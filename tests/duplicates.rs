mod common;

use common::{create, hashcheck_cmd};
use predicates::prelude::*;
use std::fs;
use tempfile::TempDir;

#[test]
fn match_reports_identical_files_across_trees() {
    let temp = TempDir::new().unwrap();
    let one = temp.path().join("one");
    let two = temp.path().join("two");
    fs::create_dir(&one).unwrap();
    fs::create_dir_all(two.join("sub")).unwrap();
    fs::write(one.join("photo.jpg"), "same bytes").unwrap();
    fs::write(one.join("empty"), "").unwrap();
    fs::write(two.join("sub/copy.jpg"), "same bytes").unwrap();
    fs::write(two.join("empty"), "").unwrap();
    fs::write(two.join("unique"), "different").unwrap();
    create(&one);
    create(&two);

    let output = hashcheck_cmd()
        .arg("match")
        .arg(&one)
        .arg(&two)
        .output()
        .unwrap();

    assert!(output.status.success());
    let stdout = String::from_utf8(output.stdout).unwrap();
    let lines: Vec<&str> = stdout.lines().collect();
    assert_eq!(lines.len(), 3, "unexpected output: {stdout}");
    assert_eq!(lines[0], format!("{}: processing .hashcheck", one.display()));
    assert_eq!(lines[1], format!("{}: processing .hashcheck", two.display()));

    let fields: Vec<&str> = lines[2].split('\t').collect();
    assert_eq!(fields.len(), 9);
    assert_eq!(fields[1], "10");
    assert_eq!(fields[2], "10");
    assert_eq!(fields[5], "copy.jpg");
    assert_eq!(fields[6], "photo.jpg");
    assert_eq!(fields[7], two.join("sub/copy.jpg").display().to_string());
    assert_eq!(fields[8], one.join("photo.jpg").display().to_string());
}

#[test]
fn match_skips_directories_without_manifest() {
    let temp = TempDir::new().unwrap();

    hashcheck_cmd()
        .arg("match")
        .arg(temp.path())
        .assert()
        .success()
        .stdout(format!("{}: no .hashcheck found\n", temp.path().display()));
}

#[test]
fn match_warns_about_unreadable_manifest() {
    let temp = TempDir::new().unwrap();
    fs::write(temp.path().join(".hashcheck"), "not a manifest\n").unwrap();

    hashcheck_cmd()
        .arg("match")
        .arg(temp.path())
        .assert()
        .success()
        .stdout(predicate::str::is_empty())
        .stderr(predicate::str::contains("skipping unreadable manifest"));
}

ACTION ITEM:
Repeat the whole listing, keeping every word exact.

ANSWER SPACE:
filename tests/duplicates.rs
mod common;

use common::{create, hashcheck_cmd};
use predicates::prelude::*;
use std::fs;
use tempfile::TempDir;

#[test]
fn match_reports_identical_files_across_trees() {
    let temp = TempDir::new().unwrap();
    let one = temp.path().join("one");
    let two = temp.path().join("two");
    fs::create_dir(&one).unwrap();
    fs::create_dir_all(two.join("sub")).unwrap();
    fs::write(one.join("photo.jpg"), "same bytes").unwrap();
    fs::write(one.join("empty"), "").unwrap();
    fs::write(two.join("sub/copy.jpg"), "same bytes").unwrap();
    fs::write(two.join("empty"), "").unwrap();
    fs::write(two.join("unique"), "different").unwrap();
    create(&one);
    create(&two);

    let output = hashcheck_cmd()
        .arg("match")
        .arg(&one)
        .arg(&two)
        .output()
        .unwrap();

    assert!(output.status.success());
    let stdout = String::from_utf8(output.stdout).unwrap();
    let lines: Vec<&str> = stdout.lines().collect();
    assert_eq!(lines.len(), 3, "unexpected output: {stdout}");
    assert_eq!(lines[0], format!("{}: processing .hashcheck", one.display()));
    assert_eq!(lines[1], format!("{}: processing .hashcheck", two.display()));

    let fields: Vec<&str> = lines[2].split('\t').collect();
    assert_eq!(fields.len(), 9);
    assert_eq!(fields[1], "10");
    assert_eq!(fields[2], "10");
    assert_eq!(fields[5], "copy.jpg");
    assert_eq!(fields[6], "photo.jpg");
    assert_eq!(fields[7], two.join("sub/copy.jpg").display().to_string());
    assert_eq!(fields[8], one.join("photo.jpg").display().to_string());
}

#[test]
fn match_skips_directories_without_manifest() {
    let temp = TempDir::new().unwrap();

    hashcheck_cmd()
        .arg("match")
        .arg(temp.path())
        .assert()
        .success()
        .stdout(format!("{}: no .hashcheck found\n", temp.path().display()));
}

#[test]
fn match_warns_about_unreadable_manifest() {
    let temp = TempDir::new().unwrap();
    fs::write(temp.path().join(".hashcheck"), "not a manifest\n").unwrap();

    hashcheck_cmd()
        .arg("match")
        .arg(temp.path())
        .assert()
        .success()
        .stdout(predicate::str::is_empty())
        .stderr(predicate::str::contains("skipping unreadable manifest"));
}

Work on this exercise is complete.